» Input records:
◇ ◇ ◇ ◇ ◇

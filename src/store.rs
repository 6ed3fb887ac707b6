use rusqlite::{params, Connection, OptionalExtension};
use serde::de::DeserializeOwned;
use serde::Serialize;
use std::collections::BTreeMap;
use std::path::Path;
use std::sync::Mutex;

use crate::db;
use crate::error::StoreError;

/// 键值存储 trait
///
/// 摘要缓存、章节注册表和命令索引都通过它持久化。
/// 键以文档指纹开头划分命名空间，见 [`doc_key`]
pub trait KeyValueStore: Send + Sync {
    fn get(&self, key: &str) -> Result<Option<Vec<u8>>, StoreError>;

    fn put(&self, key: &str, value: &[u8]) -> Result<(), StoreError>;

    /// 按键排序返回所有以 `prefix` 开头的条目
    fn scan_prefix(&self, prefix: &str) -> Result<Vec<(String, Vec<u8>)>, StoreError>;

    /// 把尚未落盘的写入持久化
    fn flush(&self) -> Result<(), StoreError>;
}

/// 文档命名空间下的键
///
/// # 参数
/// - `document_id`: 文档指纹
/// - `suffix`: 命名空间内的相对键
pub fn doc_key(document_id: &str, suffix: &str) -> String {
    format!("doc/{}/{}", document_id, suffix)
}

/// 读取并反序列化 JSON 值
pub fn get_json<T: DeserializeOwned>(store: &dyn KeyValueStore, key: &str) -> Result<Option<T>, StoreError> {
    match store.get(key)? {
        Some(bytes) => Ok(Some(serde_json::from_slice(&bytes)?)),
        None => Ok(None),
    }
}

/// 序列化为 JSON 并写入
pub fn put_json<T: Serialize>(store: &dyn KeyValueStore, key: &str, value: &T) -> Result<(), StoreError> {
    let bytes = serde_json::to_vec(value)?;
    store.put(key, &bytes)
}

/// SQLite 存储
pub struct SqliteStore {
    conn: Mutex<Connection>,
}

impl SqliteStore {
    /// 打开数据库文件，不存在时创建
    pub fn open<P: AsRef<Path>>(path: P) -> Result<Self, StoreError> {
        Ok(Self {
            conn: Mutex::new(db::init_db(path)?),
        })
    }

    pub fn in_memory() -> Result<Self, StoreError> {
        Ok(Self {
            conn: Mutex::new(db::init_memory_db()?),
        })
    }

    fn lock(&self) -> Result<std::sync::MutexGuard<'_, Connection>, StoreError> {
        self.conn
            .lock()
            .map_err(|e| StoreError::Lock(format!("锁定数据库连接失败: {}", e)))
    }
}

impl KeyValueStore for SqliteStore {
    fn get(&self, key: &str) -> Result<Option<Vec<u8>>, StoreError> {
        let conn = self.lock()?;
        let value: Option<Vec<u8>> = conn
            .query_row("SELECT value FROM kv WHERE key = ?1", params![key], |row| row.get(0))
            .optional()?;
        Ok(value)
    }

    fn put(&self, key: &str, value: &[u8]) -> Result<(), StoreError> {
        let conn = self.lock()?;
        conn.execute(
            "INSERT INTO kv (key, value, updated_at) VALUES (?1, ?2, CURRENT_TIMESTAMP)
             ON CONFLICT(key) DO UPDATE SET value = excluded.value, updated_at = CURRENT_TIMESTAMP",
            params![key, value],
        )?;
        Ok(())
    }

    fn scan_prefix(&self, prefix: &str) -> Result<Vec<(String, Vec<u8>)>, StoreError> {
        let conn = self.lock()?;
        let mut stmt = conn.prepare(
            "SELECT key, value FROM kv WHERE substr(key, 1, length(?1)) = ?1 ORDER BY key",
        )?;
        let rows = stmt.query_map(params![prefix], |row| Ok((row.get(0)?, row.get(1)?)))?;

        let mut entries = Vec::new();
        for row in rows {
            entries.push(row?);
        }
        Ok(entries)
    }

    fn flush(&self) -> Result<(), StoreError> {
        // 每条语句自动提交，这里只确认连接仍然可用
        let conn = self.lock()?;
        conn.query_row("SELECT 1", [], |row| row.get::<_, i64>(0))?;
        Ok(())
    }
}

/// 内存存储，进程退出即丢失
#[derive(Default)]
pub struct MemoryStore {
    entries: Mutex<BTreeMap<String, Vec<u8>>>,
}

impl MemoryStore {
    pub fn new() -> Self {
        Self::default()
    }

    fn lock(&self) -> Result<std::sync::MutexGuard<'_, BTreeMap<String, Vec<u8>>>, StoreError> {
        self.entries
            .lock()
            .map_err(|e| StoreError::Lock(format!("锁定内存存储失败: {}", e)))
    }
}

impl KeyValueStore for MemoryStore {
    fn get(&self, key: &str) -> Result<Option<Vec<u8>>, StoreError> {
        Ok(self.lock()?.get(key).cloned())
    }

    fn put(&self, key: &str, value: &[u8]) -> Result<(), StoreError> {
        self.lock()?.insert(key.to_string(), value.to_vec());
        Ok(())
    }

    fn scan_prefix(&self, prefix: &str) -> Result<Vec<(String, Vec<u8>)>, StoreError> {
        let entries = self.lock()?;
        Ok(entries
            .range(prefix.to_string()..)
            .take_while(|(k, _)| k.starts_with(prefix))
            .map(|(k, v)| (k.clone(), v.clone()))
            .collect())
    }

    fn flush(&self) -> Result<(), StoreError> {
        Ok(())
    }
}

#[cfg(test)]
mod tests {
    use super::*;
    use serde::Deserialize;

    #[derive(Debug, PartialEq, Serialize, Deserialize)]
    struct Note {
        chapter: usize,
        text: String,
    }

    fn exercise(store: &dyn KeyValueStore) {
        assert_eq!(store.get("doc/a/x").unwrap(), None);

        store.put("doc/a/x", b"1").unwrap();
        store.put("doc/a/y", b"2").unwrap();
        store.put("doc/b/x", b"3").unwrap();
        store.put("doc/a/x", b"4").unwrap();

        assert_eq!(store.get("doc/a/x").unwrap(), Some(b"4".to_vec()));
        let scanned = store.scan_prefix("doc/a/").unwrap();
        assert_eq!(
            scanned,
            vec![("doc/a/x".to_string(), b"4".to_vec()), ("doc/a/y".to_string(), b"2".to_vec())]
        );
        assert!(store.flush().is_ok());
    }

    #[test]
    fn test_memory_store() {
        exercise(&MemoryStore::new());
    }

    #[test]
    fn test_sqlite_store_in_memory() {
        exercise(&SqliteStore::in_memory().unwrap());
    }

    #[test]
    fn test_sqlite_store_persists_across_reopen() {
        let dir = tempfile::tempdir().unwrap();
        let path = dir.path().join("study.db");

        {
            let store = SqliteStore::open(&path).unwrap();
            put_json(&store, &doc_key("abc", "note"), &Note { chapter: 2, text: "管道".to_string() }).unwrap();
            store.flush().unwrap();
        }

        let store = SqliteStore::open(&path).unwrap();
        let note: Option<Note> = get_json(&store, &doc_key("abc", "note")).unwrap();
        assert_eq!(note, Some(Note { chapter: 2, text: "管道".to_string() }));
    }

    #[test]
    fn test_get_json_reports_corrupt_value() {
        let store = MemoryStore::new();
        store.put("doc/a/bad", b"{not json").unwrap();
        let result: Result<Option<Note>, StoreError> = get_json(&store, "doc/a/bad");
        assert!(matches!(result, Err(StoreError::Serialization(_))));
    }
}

◇ ◇ ◇ ◇ ◇

» Aim of the task: The full listing should be duplicated exactly, line by line.

» Task solution:
filename src/store.rs
repository 6ed3fb887ac707b6
use rusqlite::{params, Connection, OptionalExtension};
use serde::de::DeserializeOwned;
use serde::Serialize;
use std::collections::BTreeMap;
use std::path::Path;
use std::sync::Mutex;

use crate::db;
use crate::error::StoreError;

/// 键值存储 trait
///
/// 摘要缓存、章节注册表和命令索引都通过它持久化。
/// 键以文档指纹开头划分命名空间，见 [`doc_key`]
pub trait KeyValueStore: Send + Sync {
    fn get(&self, key: &str) -> Result<Option<Vec<u8>>, StoreError>;

    fn put(&self, key: &str, value: &[u8]) -> Result<(), StoreError>;

    /// 按键排序返回所有以 `prefix` 开头的条目
    fn scan_prefix(&self, prefix: &str) -> Result<Vec<(String, Vec<u8>)>, StoreError>;

    /// 把尚未落盘的写入持久化
    fn flush(&self) -> Result<(), StoreError>;
}

/// 文档命名空间下的键
///
/// # 参数
/// - `document_id`: 文档指纹
/// - `suffix`: 命名空间内的相对键
pub fn doc_key(document_id: &str, suffix: &str) -> String {
    format!("doc/{}/{}", document_id, suffix)
}

/// 读取并反序列化 JSON 值
pub fn get_json<T: DeserializeOwned>(store: &dyn KeyValueStore, key: &str) -> Result<Option<T>, StoreError> {
    match store.get(key)? {
        Some(bytes) => Ok(Some(serde_json::from_slice(&bytes)?)),
        None => Ok(None),
    }
}

/// 序列化为 JSON 并写入
pub fn put_json<T: Serialize>(store: &dyn KeyValueStore, key: &str, value: &T) -> Result<(), StoreError> {
    let bytes = serde_json::to_vec(value)?;
    store.put(key, &bytes)
}

/// SQLite 存储
pub struct SqliteStore {
    conn: Mutex<Connection>,
}

impl SqliteStore {
    /// 打开数据库文件，不存在时创建
    pub fn open<P: AsRef<Path>>(path: P) -> Result<Self, StoreError> {
        Ok(Self {
            conn: Mutex::new(db::init_db(path)?),
        })
    }

    pub fn in_memory() -> Result<Self, StoreError> {
        Ok(Self {
            conn: Mutex::new(db::init_memory_db()?),
        })
    }

    fn lock(&self) -> Result<std::sync::MutexGuard<'_, Connection>, StoreError> {
        self.conn
            .lock()
            .map_err(|e| StoreError::Lock(format!("锁定数据库连接失败: {}", e)))
    }
}

impl KeyValueStore for SqliteStore {
    fn get(&self, key: &str) -> Result<Option<Vec<u8>>, StoreError> {
        let conn = self.lock()?;
        let value: Option<Vec<u8>> = conn
            .query_row("SELECT value FROM kv WHERE key = ?1", params![key], |row| row.get(0))
            .optional()?;
        Ok(value)
    }

    fn put(&self, key: &str, value: &[u8]) -> Result<(), StoreError> {
        let conn = self.lock()?;
        conn.execute(
            "INSERT INTO kv (key, value, updated_at) VALUES (?1, ?2, CURRENT_TIMESTAMP)
             ON CONFLICT(key) DO UPDATE SET value = excluded.value, updated_at = CURRENT_TIMESTAMP",
            params![key, value],
        )?;
        Ok(())
    }

    fn scan_prefix(&self, prefix: &str) -> Result<Vec<(String, Vec<u8>)>, StoreError> {
        let conn = self.lock()?;
        let mut stmt = conn.prepare(
            "SELECT key, value FROM kv WHERE substr(key, 1, length(?1)) = ?1 ORDER BY key",
        )?;
        let rows = stmt.query_map(params![prefix], |row| Ok((row.get(0)?, row.get(1)?)))?;

        let mut entries = Vec::new();
        for row in rows {
            entries.push(row?);
        }
        Ok(entries)
    }

    fn flush(&self) -> Result<(), StoreError> {
        // 每条语句自动提交，这里只确认连接仍然可用
        let conn = self.lock()?;
        conn.query_row("SELECT 1", [], |row| row.get::<_, i64>(0))?;
        Ok(())
    }
}

/// 内存存储，进程退出即丢失
#[derive(Default)]
pub struct MemoryStore {
    entries: Mutex<BTreeMap<String, Vec<u8>>>,
}

impl MemoryStore {
    pub fn new() -> Self {
        Self::default()
    }

    fn lock(&self) -> Result<std::sync::MutexGuard<'_, BTreeMap<String, Vec<u8>>>, StoreError> {
        self.entries
            .lock()
            .map_err(|e| StoreError::Lock(format!("锁定内存存储失败: {}", e)))
    }
}

impl KeyValueStore for MemoryStore {
    fn get(&self, key: &str) -> Result<Option<Vec<u8>>, StoreError> {
        Ok(self.lock()?.get(key).cloned())
    }

    fn put(&self, key: &str, value: &[u8]) -> Result<(), StoreError> {
        self.lock()?.insert(key.to_string(), value.to_vec());
        Ok(())
    }

    fn scan_prefix(&self, prefix: &str) -> Result<Vec<(String, Vec<u8>)>, StoreError> {
        let entries = self.lock()?;
        Ok(entries
            .range(prefix.to_string()..)
            .take_while(|(k, _)| k.starts_with(prefix))
            .map(|(k, v)| (k.clone(), v.clone()))
            .collect())
    }

    fn flush(&self) -> Result<(), StoreError> {
        Ok(())
    }
}

#[cfg(test)]
mod tests {
    use super::*;
    use serde::Deserialize;

    #[derive(Debug, PartialEq, Serialize, Deserialize)]
    struct Note {
        chapter: usize,
        text: String,
    }

    fn exercise(store: &dyn KeyValueStore) {
        assert_eq!(store.get("doc/a/x").unwrap(), None);

        store.put("doc/a/x", b"1").unwrap();
        store.put("doc/a/y", b"2").unwrap();
        store.put("doc/b/x", b"3").unwrap();
        store.put("doc/a/x", b"4").unwrap();

        assert_eq!(store.get("doc/a/x").unwrap(), Some(b"4".to_vec()));
        let scanned = store.scan_prefix("doc/a/").unwrap();
        assert_eq!(
            scanned,
            vec![("doc/a/x".to_string(), b"4".to_vec()), ("doc/a/y".to_string(), b"2".to_vec())]
        );
        assert!(store.flush().is_ok());
    }

    #[test]
    fn test_memory_store() {
        exercise(&MemoryStore::new());
    }

    #[test]
    fn test_sqlite_store_in_memory() {
        exercise(&SqliteStore::in_memory().unwrap());
    }

    #[test]
    fn test_sqlite_store_persists_across_reopen() {
        let dir = tempfile::tempdir().unwrap();
        let path = dir.path().join("study.db");

        {
            let store = SqliteStore::open(&path).unwrap();
            put_json(&store, &doc_key("abc", "note"), &Note { chapter: 2, text: "管道".to_string() }).unwrap();
            store.flush().unwrap();
        }

        let store = SqliteStore::open(&path).unwrap();
        let note: Option<Note> = get_json(&store, &doc_key("abc", "note")).unwrap();
        assert_eq!(note, Some(Note { chapter: 2, text: "管道".to_string() }));
    }

    #[test]
    fn test_get_json_reports_corrupt_value() {
        let store = MemoryStore::new();
        store.put("doc/a/bad", b"{not json").unwrap();
        let result: Result<Option<Note>, StoreError> = get_json(&store, "doc/a/bad");
        assert!(matches!(result, Err(StoreError::Serialization(_))));
    }
}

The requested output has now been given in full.